Data section:

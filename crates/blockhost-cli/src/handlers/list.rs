//! List command handler.

use anyhow::Result;
use futures_util::TryStreamExt;

use crate::bootstrap::CliContext;
use crate::error::CliError;
use crate::presentation::{format_uptime, print_separator};

/// Print every configured server with its state and uptime.
pub async fn execute(ctx: &CliContext) -> Result<()> {
    let summaries: Vec<_> = ctx
        .registry
        .list_all()
        .map_err(CliError::from)
        .try_collect()
        .await?;

    if summaries.is_empty() {
        println!("No servers configured.");
        return Ok(());
    }

    println!("{:<24} {:<10} Uptime", "ID", "State");
    print_separator(48);
    for summary in summaries {
        println!(
            "{:<24} {:<10} {}",
            summary.server_id,
            summary.state.as_str(),
            format_uptime(summary.uptime_secs)
        );
    }
    Ok(())
}
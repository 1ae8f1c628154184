//! Logs command handler.

use anyhow::Result;
use blockhost_core::{LogFilter, LogSource};

use crate::bootstrap::CliContext;
use crate::error::CliError;
use crate::presentation::format_entry;

pub async fn execute(
    ctx: &CliContext,
    id: &str,
    source: Option<LogSource>,
    search: Option<String>,
    limit: Option<usize>,
) -> Result<()> {
    let filter = LogFilter {
        source,
        search,
        limit,
    };
    let entries = ctx
        .registry
        .get_logs(id, &filter)
        .await
        .map_err(CliError::from)?;

    if entries.is_empty() {
        println!("No log entries for {id}.");
    }
    for entry in &entries {
        println!("{}", format_entry(entry));
    }
    Ok(())
}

Work to be completed: In the records above, return only the line that contains "repository 1ae8f1c628154184" and every line after it through the last, exactly as they appear.

Exercise response:
repository 1ae8f1c628154184
//! Logs command handler.

use anyhow::Result;
use blockhost_core::{LogFilter, LogSource};

use crate::bootstrap::CliContext;
use crate::error::CliError;
use crate::presentation::format_entry;

pub async fn execute(
    ctx: &CliContext,
    id: &str,
    source: Option<LogSource>,
    search: Option<String>,
    limit: Option<usize>,
) -> Result<()> {
    let filter = LogFilter {
        source,
        search,
        limit,
    };
    let entries = ctx
        .registry
        .get_logs(id, &filter)
        .await
        .map_err(CliError::from)?;

    if entries.is_empty() {
        println!("No log entries for {id}.");
    }
    for entry in &entries {
        println!("{}", format_entry(entry));
    }
    Ok(())
}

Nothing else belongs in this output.